■ **Task description**
Provide only the number of lines in the records below that include "event".

■ **Records**
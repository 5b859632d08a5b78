//! Logger instances and their lifecycle

use crate::{
    config::{LogLevel, LoggerConfig},
    format::{Callsite, Concat, Record, TIMESTAMP_FORMAT},
    registry,
    rotation::RotatingFileWriter,
};
use chrono::Local;
use std::backtrace::Backtrace;
use std::fmt;
use std::io::{self, Write};
use std::ops::Deref;
use std::sync::atomic::{AtomicBool, Ordering};
use std::sync::Arc;

/// Primary destination of rendered records
enum Output {
    File(RotatingFileWriter),
    Stderr,
}

/// A configured logger: level filter, output and optional stdout echo.
///
/// Usually created through [`start`](crate::start), which also registers it as
/// the target of the logging macros. [`Logger::new`] creates an unregistered
/// instance for code that passes its logger around explicitly.
pub struct Logger {
    config: LoggerConfig,
    output: Output,
    stopped: AtomicBool,
}

impl Logger {
    /// Create a logger, opening its log file if a directory is configured.
    ///
    /// If the directory or file cannot be created the error is printed to
    /// stderr and the logger writes to stderr instead.
    pub fn new(config: LoggerConfig) -> Self {
        let output = match config.file_dir() {
            Some(dir) => match RotatingFileWriter::new(config.rotation, dir) {
                Ok(writer) => Output::File(writer),
                Err(e) => {
                    eprintln!("{}", e);
                    tracing::warn!(
                        holmes.event = "file_output_unavailable",
                        log_dir = %dir.display(),
                        error = %e,
                        "Falling back to stderr"
                    );
                    Output::Stderr
                }
            },
            None => Output::Stderr,
        };

        Self::with_output(config, output)
    }

    /// Create a logger around an existing rotating writer
    pub fn with_writer(config: LoggerConfig, writer: RotatingFileWriter) -> Self {
        Self::with_output(config, Output::File(writer))
    }

    fn with_output(config: LoggerConfig, output: Output) -> Self {
        tracing::debug!(
            holmes.event = "logger_started",
            level = %config.level.tag(),
            rotation = %config.rotation,
            file_output = matches!(output, Output::File(_)),
            also_stdout = config.also_stdout,
            "Logger started"
        );

        Self {
            config,
            output,
            stopped: AtomicBool::new(false),
        }
    }

    pub fn config(&self) -> &LoggerConfig {
        &self.config
    }

    /// Minimum level that gets emitted
    pub fn level(&self) -> LogLevel {
        self.config.level
    }

    /// The rotating file writer, unless logging to stderr
    pub fn writer(&self) -> Option<&RotatingFileWriter> {
        match &self.output {
            Output::File(writer) => Some(writer),
            Output::Stderr => None,
        }
    }

    pub fn is_stopped(&self) -> bool {
        self.stopped.load(Ordering::Acquire)
    }

    /// Whether a record at `level` would be emitted
    pub fn enabled(&self, level: LogLevel) -> bool {
        level >= self.config.level && !self.is_stopped()
    }

    /// Emit a record for `message` if `level` passes the filter.
    ///
    /// A FATAL record exits the process with status 1 once written.
    pub fn log(&self, level: LogLevel, callsite: Callsite, message: fmt::Arguments<'_>) {
        if !self.enabled(level) {
            return;
        }

        let line = Record::new(level, callsite, message).render();
        self.emit(line.as_bytes());

        if level == LogLevel::Fatal {
            self.flush();
            std::process::exit(1);
        }
    }

    /// Emit the operands concatenated
    pub fn log_concat(&self, level: LogLevel, callsite: Callsite, parts: &[&dyn fmt::Display]) {
        self.log(level, callsite, format_args!("{}", Concat(parts)));
    }

    /// Stop the logger: dump the stack if configured, close the log file and
    /// release the process-wide slot. Only the first call has any effect.
    pub fn stop(&self) {
        if self
            .stopped
            .compare_exchange(false, true, Ordering::AcqRel, Ordering::Acquire)
            .is_err()
        {
            return;
        }

        if self.config.print_stack {
            self.emit(stack_dump().as_bytes());
        }

        self.flush();
        if let Output::File(writer) = &self.output {
            writer.close();
        }

        registry::release(self);

        tracing::debug!(holmes.event = "logger_stopped", "Logger stopped");
    }

    fn emit(&self, bytes: &[u8]) {
        // Write failures are not surfaced to logging callers
        let _ = match &self.output {
            Output::File(writer) => writer.write_record(bytes).map(drop),
            Output::Stderr => io::stderr().lock().write_all(bytes),
        };

        if self.config.also_stdout {
            let _ = io::stdout().lock().write_all(bytes);
        }
    }

    fn flush(&self) {
        if let Output::File(writer) = &self.output {
            let _ = writer.clone().flush();
        }
        if self.config.also_stdout {
            let _ = io::stdout().flush();
        }
    }
}

impl Drop for Logger {
    fn drop(&mut self) {
        self.stop();
    }
}

/// Backtrace of the calling thread with a timestamped header
fn stack_dump() -> String {
    let current = std::thread::current();
    format!(
        "{} thread '{}' ({:?}) stack backtrace:\n{}\n",
        Local::now().format(TIMESTAMP_FORMAT),
        current.name().unwrap_or("<unnamed>"),
        current.id(),
        Backtrace::force_capture()
    )
}

/// Guard returned by [`start`](crate::start).
///
/// Dereferences to the [`Logger`] and stops it when dropped, so the logger
/// lives as long as the handle unless [`LoggerHandle::stop`] is called first.
pub struct LoggerHandle {
    logger: Arc<Logger>,
}

impl LoggerHandle {
    pub(crate) fn new(logger: Arc<Logger>) -> Self {
        Self { logger }
    }

    /// Stop the logger. Calling this more than once is a no-op.
    pub fn stop(&self) {
        self.logger.stop();
    }

    /// Shared reference to the underlying logger
    pub fn logger(&self) -> &Arc<Logger> {
        &self.logger
    }
}

impl Deref for LoggerHandle {
    type Target = Logger;

    fn deref(&self) -> &Logger {
        &self.logger
    }
}

impl Drop for LoggerHandle {
    fn drop(&mut self) {
        self.stop();
    }
}
//! # Holmes
//!
//! Process-embedded leveled logging with optional time-based file rotation.
//!
//! ## Features
//!
//! - **Leveled Output**: DEBUG < INFO < WARN < ERROR < FATAL threshold filtering
//! - **File Rotation**: a new log file every minute or every hour, checked lazily on write
//! - **Console Echo**: duplicate every record to stdout alongside the file
//! - **Stack Dump**: print a backtrace into the log when the logger stops
//! - **Caller Location**: every record carries the calling function, file and line
//!
//! ## Quick Start
//!
//! ```rust,no_run
//! use holmes::options::{every_hour, info_level, log_file_path};
//!
//! let logger = holmes::start([info_level(), log_file_path("./log"), every_hour()]);
//!
//! holmes::info!("listening on {}", 8080);
//! holmes::warnln!("disk usage at ", 91, '%');
//!
//! logger.stop();
//! ```
//!
//! A handle can also be passed around explicitly instead of going through the
//! process-wide slot:
//!
//! ```rust,no_run
//! use holmes::{Logger, LoggerConfig};
//!
//! let logger = Logger::new(LoggerConfig::default());
//! holmes::error!(logger: logger, "request {} failed", 42);
//! ```

pub mod config;
pub mod format;
pub mod logger;
pub mod options;
pub mod registry;
pub mod rotation;

mod macros;

#[cfg(test)]
mod tests;

pub use config::{LogLevel, LoggerConfig, Rotation};
pub use format::{Callsite, Concat, Record};
pub use logger::{Logger, LoggerHandle};
pub use options::ConfigOption;
pub use registry::{active, start, try_start};
pub use rotation::{Clock, RotatingFileWriter, SystemClock};

/// Result type for logger operations
pub type Result<T> = std::result::Result<T, Error>;

/// Logger-specific errors
#[derive(thiserror::Error, Debug)]
pub enum Error {
    #[error("IO error: {0}")]
    Io(#[from] std::io::Error),

    #[error("Configuration error: {message}")]
    Config { message: String },

    #[error("Failed to parse logger config: {0}")]
    Toml(#[from] toml::de::Error),

    #[error("logger already started")]
    AlreadyStarted,
}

■ **Solution to this problem**
3